The Latvian part of the programme will include films of the classic authors of the Latvian poetic documentary Ivars Kraulītis, Aivars Freimanis, Herz Frank and Uldis Brauns, as well as the modern filmmaker Laila Pakalniņa. Estonia will be represented by the 1960s and 1970s documentaries from Andres Sööt, Ülo Tambek, Hans Roosipuu, Mark Soosaar.
The last time Baltic cinema was featured in the Karlovy Vary Film Festival was in 2003. The programme included works of classic Lithuanian filmmakers – Vytautas Žalakevičius’ feature The Chronicle of One Day (1963), Algirdas Dausa’s and Almantas Grikevičius’ Feelings (1968), and Algimantas Puipa’s A Woman and Her Four Men (1983) – alongside Andrius Šiuša’s And He Bid You Farewell (1993) and Šarūnas Bartas’ Corridor (1994).

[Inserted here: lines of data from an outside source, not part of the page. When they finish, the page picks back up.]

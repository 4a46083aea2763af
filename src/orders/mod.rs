// Checkout, order queries and the status/payment lifecycle

pub mod error;
pub mod handlers;
pub mod models;
pub mod price_calculator;
pub mod repository;
pub mod service;
pub mod status_machine;

pub use error::*;
pub use handlers::*;
pub use models::*;
pub use price_calculator::*;
pub use repository::*;
pub use service::*;
pub use status_machine::*;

The international premiere of Giedrė Beinoriūtė’s feature film Breathing into Marble will also take place at the Karlovy Vary Film Festival. The film which was nominated for five Silver Cranes at the Lithuanian national film awards this year and won the prize for the best supporting role was selected for the Karlovy Vary IFF competition programme “East of the West”. The story based on the novel by Laura Sintija Černiauskaitė reveals a complicated story of a family involving an epileptic son Gailius and an adopted unruly child Ilja taken from an orphanage. The film explores their relationship.During the past decade four Lithuanian films have been selected for the competition programme “East of the West” – Together For Ever directed by Lina Lužytė in 2006, Aurora and The Collectress by Kristina Buožytė in 2012 and 2008, and Low Lights by Ignas Miškinis.
The main competition programme of the Karlovy Vary Film Festival will also feature the Lithuanian minority co-production film Jumpman (directed by Ivan I. Tverdovskiy) co-produced by Ieva Norvilienė (production company Tremora). The last time Lithuania was mentioned in this programme was two decades ago when A Wolf-Teeth Necklace by Algimantas Puipa was selected for the official programme in 1997.

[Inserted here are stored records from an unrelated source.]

// Promotional instruction parser
//
// Interprets a restricted natural-language instruction ("Buy 2 Get 1
// Free", "10% off", "₹50 off") into a discount amount for the given
// cart. Patterns live in an ordered table; the first match wins and an
// unmatched instruction yields zero rather than an error.

use once_cell::sync::Lazy;
use regex::{Captures, Regex};
use rust_decimal::Decimal;
use serde::{Deserialize, Serialize};
use std::str::FromStr;

/// Cart line item as seen by the promotion evaluators
#[derive(Debug, Clone, Serialize, Deserialize)]
pub struct CartItem {
    pub price: Decimal,
    pub quantity: u32,
}

struct InstructionRule {
    pattern: Regex,
    apply: fn(&Captures, &[CartItem], Decimal) -> Decimal,
}

// Evaluated top to bottom. New instruction forms are added here; the
// dispatch below never changes.
static RULES: Lazy<Vec<InstructionRule>> = Lazy::new(|| {
    vec![
        InstructionRule {
            pattern: Regex::new(r"(?i)buy (\d+) get (\d+) free").unwrap(),
            apply: buy_x_get_y_free,
        },
        InstructionRule {
            pattern: Regex::new(r"(?i)(\d+(\.\d+)?)\s*%\s*(off|discount)").unwrap(),
            apply: percentage_off,
        },
        InstructionRule {
            pattern: Regex::new(r"(?i)₹?\s*(\d+(\.\d+)?)\s*(off|discount)").unwrap(),
            apply: fixed_amount_off,
        },
    ]
});

/// Compute the discount an instruction yields for this cart.
///
/// Returns zero for an empty cart or an instruction no pattern matches.
pub fn parse(instruction: &str, cart_items: &[CartItem], order_total: Decimal) -> Decimal {
    if cart_items.is_empty() {
        return Decimal::ZERO;
    }

    for rule in RULES.iter() {
        if let Some(caps) = rule.pattern.captures(instruction) {
            let amount = (rule.apply)(&caps, cart_items, order_total);
            return amount.max(Decimal::ZERO);
        }
    }

    Decimal::ZERO
}

fn capture_decimal(caps: &Captures, index: usize) -> Decimal {
    caps.get(index)
        .and_then(|m| Decimal::from_str(m.as_str()).ok())
        .unwrap_or(Decimal::ZERO)
}

fn capture_u32(caps: &Captures, index: usize) -> u32 {
    caps.get(index)
        .and_then(|m| m.as_str().parse::<u32>().ok())
        .unwrap_or(0)
}

/// "Buy X Get Y Free": once the cart holds at least X+Y units, exactly Y
/// units go free, cheapest first. The count does not scale with further
/// multiples of the bundle; see DESIGN.md before changing that.
fn buy_x_get_y_free(caps: &Captures, cart_items: &[CartItem], _order_total: Decimal) -> Decimal {
    let buy = capture_u32(caps, 1);
    let free = capture_u32(caps, 2);
    if free == 0 {
        return Decimal::ZERO;
    }

    let min_items = buy + free;
    let total_quantity: u32 = cart_items.iter().map(|item| item.quantity).sum();
    if total_quantity < min_items {
        return Decimal::ZERO;
    }

    let mut sorted: Vec<&CartItem> = cart_items.iter().collect();
    sorted.sort_by(|a, b| a.price.cmp(&b.price));

    let mut free_slots = free;
    let mut discount = Decimal::ZERO;
    for item in sorted {
        if free_slots == 0 {
            break;
        }
        let free_from_this_item = free_slots.min(item.quantity);
        discount += item.price * Decimal::from(free_from_this_item);
        free_slots -= free_from_this_item;
    }

    discount
}

fn percentage_off(caps: &Captures, _cart_items: &[CartItem], order_total: Decimal) -> Decimal {
    let percent = capture_decimal(caps, 1);
    order_total * percent / Decimal::from(100)
}

fn fixed_amount_off(caps: &Captures, _cart_items: &[CartItem], order_total: Decimal) -> Decimal {
    let amount = capture_decimal(caps, 1);
    amount.min(order_total)
}

#[cfg(test)]
mod tests {
    use super::*;
    use rust_decimal_macros::dec;

    fn item(price: Decimal, quantity: u32) -> CartItem {
        CartItem { price, quantity }
    }

    #[test]
    fn test_buy_two_get_one_free() {
        let cart = vec![item(dec!(100), 3)];
        let discount = parse("Buy 2 Get 1 Free", &cart, dec!(300));
        assert_eq!(discount, dec!(100));
    }

    #[test]
    fn test_buy_x_get_y_below_threshold() {
        let cart = vec![item(dec!(100), 2)];
        let discount = parse("Buy 2 Get 1 Free", &cart, dec!(200));
        assert_eq!(discount, Decimal::ZERO);
    }

    #[test]
    fn test_buy_x_get_y_cheapest_units_go_free() {
        let cart = vec![item(dec!(200), 2), item(dec!(50), 2)];
        let discount = parse("buy 2 get 2 free", &cart, dec!(500));
        // Both free units come from the 50-priced line
        assert_eq!(discount, dec!(100));
    }

    #[test]
    fn test_buy_x_get_y_free_spans_lines() {
        let cart = vec![item(dec!(30), 1), item(dec!(80), 2), item(dec!(500), 1)];
        let discount = parse("Buy 2 Get 2 Free", &cart, dec!(690));
        // Cheapest two units: 30 + 80
        assert_eq!(discount, dec!(110));
    }

    // The observed behavior: exactly Y units go free once the threshold
    // is met, regardless of how many bundle multiples the cart holds.
    #[test]
    fn test_buy_x_get_y_does_not_scale_with_multiples() {
        let cart = vec![item(dec!(100), 6)];
        let discount = parse("Buy 2 Get 1 Free", &cart, dec!(600));
        assert_eq!(discount, dec!(100));
    }

    #[test]
    fn test_percentage_off() {
        let cart = vec![item(dec!(100), 5)];
        let discount = parse("10% off", &cart, dec!(500));
        assert_eq!(discount, dec!(50));
    }

    #[test]
    fn test_fractional_percentage() {
        let cart = vec![item(dec!(100), 1)];
        let discount = parse("12.5 % discount", &cart, dec!(400));
        assert_eq!(discount, dec!(50.000));
    }

    #[test]
    fn test_fixed_amount_clamped_to_order_total() {
        let cart = vec![item(dec!(50), 1)];
        let discount = parse("₹75 off", &cart, dec!(50));
        assert_eq!(discount, dec!(50));
    }

    #[test]
    fn test_fixed_amount_without_currency_symbol() {
        let cart = vec![item(dec!(100), 3)];
        let discount = parse("Flat 200 off", &cart, dec!(300));
        assert_eq!(discount, dec!(200));
    }

    #[test]
    fn test_case_insensitive_matching() {
        let cart = vec![item(dec!(40), 2)];
        let discount = parse("BUY 1 GET 1 FREE", &cart, dec!(80));
        assert_eq!(discount, dec!(40));
    }

    #[test]
    fn test_unmatched_instruction_yields_zero() {
        let cart = vec![item(dec!(100), 1)];
        let discount = parse("free gift with every order", &cart, dec!(100));
        assert_eq!(discount, Decimal::ZERO);
    }

    #[test]
    fn test_empty_cart_yields_zero() {
        let discount = parse("10% off", &[], dec!(500));
        assert_eq!(discount, Decimal::ZERO);
    }

    #[test]
    fn test_bundle_priority_over_percentage() {
        // An instruction mentioning both forms resolves to the first
        // pattern in the table
        let cart = vec![item(dec!(100), 4)];
        let discount = parse("Buy 3 get 1 free, up to 50% off", &cart, dec!(400));
        assert_eq!(discount, dec!(100));
    }
}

Lithuania will also be visible throughout the film industry programme that will take place during the festival. The Latvian-Lithuanian-Belgian co-production Oleg was selected for the Eastern Promises Industry Days consisting of nearly 40 projects in the various stages of production from Central and Eastern Europe as well as Balkan, Middle East countries and Eurimages member states. The film directed by the Latvian filmmaker Juris Kursietis is co-produced by Lukas Trimonis (production company In Script), with the leading role played by the Lithuanian actor Valentinas Novopolskis, original score created by the composer Jonas Jurkūnas, sound directed by Vytis Puronas, and episodic appearances by Valentinas Krulikovskis.
The Lithuanian sound director Jonas Maksvytis who received the Silver Crane for the best professional work on the film The Ancient Woods (directed by Mindaugas Survila) at this year’s Lithuanian national film awards will participate in the panel discussion “Artisans in Focus” along with other highly talented professionals from a range of fields.
The Karlovy Vary International Film Festival founded in 1946 is the biggest in Czech Republic and one of the most important among the European film festivals taking place in the resort town of Karlovy Vary in July each year.
The production of all Lithuanian films participating in the festival and the industry programme has been supported by the Lithuanian Film Centre. The documentary retrospective has been prepared in cooperation with Lithuanian, Latvian and Estonian national film institutions. It is a tribute to the centenary of restoration of independence of the Baltic republics.